History

German Empire
- Name: U-123
- Ordered: 27 May 1916
- Builder: Blohm & Voss, Hamburg
- Yard number: 300
- Launched: 26 January 1918
- Commissioned: 20 July 1918
- Fate: Surrendered 22 November 1918; scuttled English Channel 28 June 1921.

General characteristics
- Class & type: Type UE II submarine
- Type: Coastal minelaying submarine
- Displacement: 1,163 t (1,145 long tons) surfaced; 1,468 t (1,445 long tons) submerged;
- Length: 82.00 m (269 ft) (o/a); 61.32 m (201 ft 2 in) (pressure hull);
- Beam: 7.42 m (24 ft 4 in)
- Height: 10.16 m (33 ft 4 in)
- Draught: 4.22 m (13 ft 10 in)
- Installed power: 2 × diesel engines, 2,400 PS (1,765 kW; 2,367 shp); 2 × electric motors, 1,235 PS (908 kW; 1,218 shp);
- Propulsion: 2 shafts, 2 × 1.61 m (5 ft 3 in) propellers
- Speed: 14.7 knots (27.2 km/h; 16.9 mph) surfaced; 7.2 knots (13.3 km/h; 8.3 mph) submerged;
- Range: 11,470 nmi (21,240 km; 13,200 mi) at 8 knots (15 km/h; 9.2 mph) surfaced; 35 nmi (65 km; 40 mi) at 4.5 knots (8.3 km/h; 5.2 mph) submerged;
- Test depth: 75 m (246 ft)
- Complement: 4 officers, 36 enlisted
- Armament: 4 × 50 cm (19.7 in) bow torpedo tubes; 12 torpedoes; 2 × 100 cm (39 in) stern mine chutes ; 42 mines; 2 × 10.5 cm (4.1 in) SK L/45 deck guns; 600 rounds;

Service record
- Commanders: Oblt.z.S. Karl Thouret; 20 July – 11 November 1918;
- Operations: None
- Victories: None

= SM U-123 =

SM U-123 was one of the 329 submarines serving in the Imperial German Navy in World War I.
U-123 was engaged in the naval warfare and took part in the First Battle of the Atlantic.

U-123 was surrendered to the Allies at Harwich on 22 November 1918 in accordance with the requirements of the Armistice with Germany.

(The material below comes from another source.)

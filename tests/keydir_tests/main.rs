//! Tests for the in-memory KeyDir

Initially earmarked for experiments, she was laid up at Portsmouth until towed out into the middle of the English Channel and scuttled on 28 June 1921.

==Design==
Type UE II submarines were preceded by the shorter Type UE I submarines. U-123 had a displacement of 1163 t when at the surface and 1468 t while submerged. She had a total length of 82 m, a beam of 7.42 m, a height of 10.16 m, and a draught of 4.22 m. The submarine was powered by two 2400 PS engines for use while surfaced, and two 1235 PS engines for use while submerged. She had two shafts and two 1.61 m propellers. She was capable of operating at depths of up to 75 m.

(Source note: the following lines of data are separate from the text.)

//! Tests for Snapshots
//!
//! These tests verify:
//! - Isolation from later puts and removes
//! - Reads after close fail
//! - Snapshots keep retired files alive

use caskkv::engine::Engine;
use caskkv::error::CaskError;
use tempfile::TempDir;

// =============================================================================
// Helper Functions
// =============================================================================

fn setup_temp_engine() -> (TempDir, Engine) {
    let temp_dir = TempDir::new().unwrap();
    let engine = Engine::open_path(temp_dir.path()).unwrap();
    (temp_dir, engine)
}

fn tmp_file_count(dir: &TempDir) -> usize {
    std::fs::read_dir(dir.path())
        .unwrap()
        .filter(|e| {
            e.as_ref()
                .unwrap()
                .path()
                .extension()
                .and_then(|x| x.to_str())
                == Some("tmp")
        })
        .count()
}

// =============================================================================
// Isolation Tests
// =============================================================================

#[test]
fn test_snapshot_isolation() {
    let (_temp, engine) = setup_temp_engine();
    engine.put(b"beep", b"boop").unwrap();
    engine.put(b"beep2", b"boop2").unwrap();

    let snapshot = engine.create_snapshot().unwrap();
    engine.remove(b"beep").unwrap();
    engine.put(b"beep2", b"bong").unwrap();
    engine.put(b"beep3", b"new").unwrap();

    assert_eq!(
        engine.get_at(b"beep", &snapshot).unwrap(),
        Some(b"boop".to_vec())
    );
    assert_eq!(
        engine.get_at(b"beep2", &snapshot).unwrap(),
        Some(b"boop2".to_vec())
    );
    assert_eq!(engine.get_at(b"beep3", &snapshot).unwrap(), None);

    assert_eq!(engine.get(b"beep").unwrap(), None);
    assert_eq!(engine.get(b"beep2").unwrap(), Some(b"bong".to_vec()));
}

#[test]
fn test_snapshot_keys() {
    let (_temp, engine) = setup_temp_engine();
    engine.put(b"a", b"1").unwrap();
    engine.put(b"b", b"2").unwrap();

    let snapshot = engine.create_snapshot().unwrap();
    engine.put(b"c", b"3").unwrap();

    let mut keys = snapshot.keys().unwrap();
    keys.sort();
    assert_eq!(keys, vec![b"a".to_vec(), b"b".to_vec()]);
    assert_eq!(snapshot.len(), 2);
}

#[test]
fn test_empty_snapshot() {
    let (_temp, engine) = setup_temp_engine();

    let snapshot = engine.create_snapshot().unwrap();

    assert!(snapshot.is_empty());
    assert!(snapshot.file_ids().is_empty());
    assert_eq!(snapshot.get(b"anything").unwrap(), None);
}

// =============================================================================
// Close Tests
// =============================================================================

#[test]
fn test_read_after_close_fails() {
    let (_temp, engine) = setup_temp_engine();
    engine.put(b"beep", b"boop").unwrap();
    let snapshot = engine.create_snapshot().unwrap();

    snapshot.close();

    assert!(snapshot.is_closed());
    let result = engine.get_at(b"beep", &snapshot);
    match result {
        Err(e @ CaskError::SnapshotClosed) => assert_eq!(e.to_string(), "Snapshot is closed"),
        other => panic!("expected SnapshotClosed, got {:?}", other),
    }
    assert!(matches!(snapshot.keys(), Err(CaskError::SnapshotClosed)));

    // Missing keys fail too rather than reading as absent
    assert!(matches!(
        snapshot.get(b"missing"),
        Err(CaskError::SnapshotClosed)
    ));
}

#[test]
fn test_close_twice() {
    let (_temp, engine) = setup_temp_engine();
    let snapshot = engine.create_snapshot().unwrap();

    snapshot.close();
    snapshot.close();

    assert!(snapshot.is_closed());
}

// =============================================================================
// Compaction Interaction Tests
// =============================================================================

#[test]
fn test_snapshot_survives_compaction() {
    let (temp, engine) = setup_temp_engine();
    engine.put(b"beep", b"boop").unwrap();
    engine.put(b"beep2", b"boop2").unwrap();

    let snapshot = engine.create_snapshot().unwrap();
    engine.remove(b"beep").unwrap();
    engine.put(b"beep2", b"bong").unwrap();

    let stats = engine.compact().unwrap();
    assert!(stats.deferred_deletions > 0);
    assert!(engine.pending_retirements() > 0);
    assert!(tmp_file_count(&temp) > 0);

    assert_eq!(
        engine.get_at(b"beep", &snapshot).unwrap(),
        Some(b"boop".to_vec())
    );
    assert_eq!(
        engine.get_at(b"beep2", &snapshot).unwrap(),
        Some(b"boop2".to_vec())
    );
    assert_eq!(engine.get(b"beep2").unwrap(), Some(b"bong".to_vec()));

    snapshot.close();

    assert_eq!(engine.pending_retirements(), 0);
    assert_eq!(tmp_file_count(&temp), 0);
}

#[test]
fn test_dropping_snapshot_releases_files() {
    let (temp, engine) = setup_temp_engine();
    engine.put(b"k", b"v1").unwrap();
    let snapshot = engine.create_snapshot().unwrap();
    engine.put(b"k", b"v2").unwrap();

    engine.compact().unwrap();
    assert_eq!(engine.pending_retirements(), 1);

    drop(snapshot);

    assert_eq!(engine.pending_retirements(), 0);
    assert_eq!(tmp_file_count(&temp), 0);
    assert_eq!(engine.get(b"k").unwrap(), Some(b"v2".to_vec()));
}

#[test]
fn test_snapshot_pins_only_referenced_files() {
    let (_temp, engine) = setup_temp_engine();
    engine.put(b"a", b"1").unwrap();
    engine.compact().unwrap();
    engine.put(b"b", b"2").unwrap();

    let snapshot = engine.create_snapshot().unwrap();
    let pinned = snapshot.file_ids();

    assert_eq!(pinned.len(), 2);
    assert!(pinned.iter().all(|id| engine.file_ids().contains(id)));
}

#[test]
fn test_snapshot_outliving_engine_spares_new_files() {
    let temp_dir = TempDir::new().unwrap();
    let engine = Engine::open_path(temp_dir.path()).unwrap();
    engine.put(b"k", b"v").unwrap();
    engine.remove(b"k").unwrap();
    engine.put(b"s", b"v").unwrap();

    // Compaction retires every file and writes nothing
    let snapshot = engine.create_snapshot().unwrap();
    engine.remove(b"s").unwrap();
    engine.compact().unwrap();
    engine.close().unwrap();

    let engine = Engine::open_path(temp_dir.path()).unwrap();
    let active = engine.active_file_id().unwrap();
    assert!(!snapshot.file_ids().contains(&active));
    engine.put(b"fresh", b"data").unwrap();
    engine.sync().unwrap();

    drop(snapshot);

    assert!(active.data_path(temp_dir.path()).exists());
    engine.close().unwrap();

    let engine = Engine::open_path(temp_dir.path()).unwrap();
    assert_eq!(engine.get(b"fresh").unwrap(), Some(b"data".to_vec()));
    assert_eq!(engine.get(b"s").unwrap(), None);
    assert_eq!(engine.get(b"k").unwrap(), None);
}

The submarine had a maximum surface speed of 14.7 kn and a maximum submerged speed of 7.2 kn. When submerged, she could operate for 35 nmi at 4.5 kn; when surfaced, she could travel 11470 nmi at 8 kn. U-123 was fitted with four 50 cm torpedo tubes (fitted at the bow), twelve torpedoes, two 100 cm mine chutes (fitted at the stern), forty-two mines, two 10.5 cm SK L/45 deck guns, and 600 rounds. She had a complement of forty (thirty-six crew members and four officers).

==Bibliography==
- Gröner, Erich (1991). "U-boats and Mine Warfare Vessels"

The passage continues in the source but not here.